Dataset START

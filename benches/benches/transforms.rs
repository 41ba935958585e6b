//! Benchmarks for the one-dimensional transforms
//!
//! Run with: cargo bench

use criterion::{black_box, criterion_group, criterion_main, BenchmarkId, Criterion};
use nloss_core::Sample;
use nloss_transform::{dct2, dft, fft, idct2, ifft, wht, TransformKind};

fn ramp(len: usize) -> Vec<Sample> {
    (0..len)
        .map(|i| Sample::new((i * 37 % 256) as f64, 0.0))
        .collect()
}

fn bench_fft_vs_dft(c: &mut Criterion) {
    let mut group = c.benchmark_group("Fourier");

    for len in [8usize, 64, 256] {
        let input = ramp(len);
        group.bench_with_input(BenchmarkId::new("fft", len), &input, |b, input| {
            b.iter(|| fft(black_box(input)));
        });
        group.bench_with_input(BenchmarkId::new("dft", len), &input, |b, input| {
            b.iter(|| dft(black_box(input)));
        });
    }

    // Padded to the next power of two and truncated
    let odd = ramp(300);
    group.bench_function("fft_padded_300", |b| {
        b.iter(|| fft(black_box(&odd)));
    });

    group.finish();
}

fn bench_roundtrips(c: &mut Criterion) {
    let mut group = c.benchmark_group("Roundtrip");
    let input = ramp(64);

    group.bench_function("fft_ifft_64", |b| {
        b.iter(|| ifft(&fft(black_box(&input))));
    });
    group.bench_function("dct_idct_64", |b| {
        b.iter(|| idct2(&dct2(black_box(&input))));
    });

    group.finish();
}

fn bench_all_kinds(c: &mut Criterion) {
    let mut group = c.benchmark_group("Kinds");
    let input = ramp(32);

    for kind in TransformKind::ALL {
        let transform = kind.function();
        group.bench_with_input(BenchmarkId::new(kind.name(), 32), &input, |b, input| {
            b.iter(|| transform(black_box(input)));
        });
    }
    group.bench_function("wht_1024", |b| {
        let long = ramp(1024);
        b.iter(|| wht(black_box(&long)));
    });

    group.finish();
}

criterion_group!(benches, bench_fft_vs_dft, bench_roundtrips, bench_all_kinds);
criterion_main!(benches);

Dataset END

**Aim of the exercise**
Word for word, give the whole listing again.

**Your response**
filename benches/benches/transforms.rs
repository 41ba935958585e6b
//! Benchmarks for the one-dimensional transforms
//!
//! Run with: cargo bench

use criterion::{black_box, criterion_group, criterion_main, BenchmarkId, Criterion};
use nloss_core::Sample;
use nloss_transform::{dct2, dft, fft, idct2, ifft, wht, TransformKind};

fn ramp(len: usize) -> Vec<Sample> {
    (0..len)
        .map(|i| Sample::new((i * 37 % 256) as f64, 0.0))
        .collect()
}

fn bench_fft_vs_dft(c: &mut Criterion) {
    let mut group = c.benchmark_group("Fourier");

    for len in [8usize, 64, 256] {
        let input = ramp(len);
        group.bench_with_input(BenchmarkId::new("fft", len), &input, |b, input| {
            b.iter(|| fft(black_box(input)));
        });
        group.bench_with_input(BenchmarkId::new("dft", len), &input, |b, input| {
            b.iter(|| dft(black_box(input)));
        });
    }

    // Padded to the next power of two and truncated
    let odd = ramp(300);
    group.bench_function("fft_padded_300", |b| {
        b.iter(|| fft(black_box(&odd)));
    });

    group.finish();
}

fn bench_roundtrips(c: &mut Criterion) {
    let mut group = c.benchmark_group("Roundtrip");
    let input = ramp(64);

    group.bench_function("fft_ifft_64", |b| {
        b.iter(|| ifft(&fft(black_box(&input))));
    });
    group.bench_function("dct_idct_64", |b| {
        b.iter(|| idct2(&dct2(black_box(&input))));
    });

    group.finish();
}

fn bench_all_kinds(c: &mut Criterion) {
    let mut group = c.benchmark_group("Kinds");
    let input = ramp(32);

    for kind in TransformKind::ALL {
        let transform = kind.function();
        group.bench_with_input(BenchmarkId::new(kind.name(), 32), &input, |b, input| {
            b.iter(|| transform(black_box(input)));
        });
    }
    group.bench_function("wht_1024", |b| {
        let long = ramp(1024);
        b.iter(|| wht(black_box(&long)));
    });

    group.finish();
}

criterion_group!(benches, bench_fft_vs_dft, bench_roundtrips, bench_all_kinds);
criterion_main!(benches);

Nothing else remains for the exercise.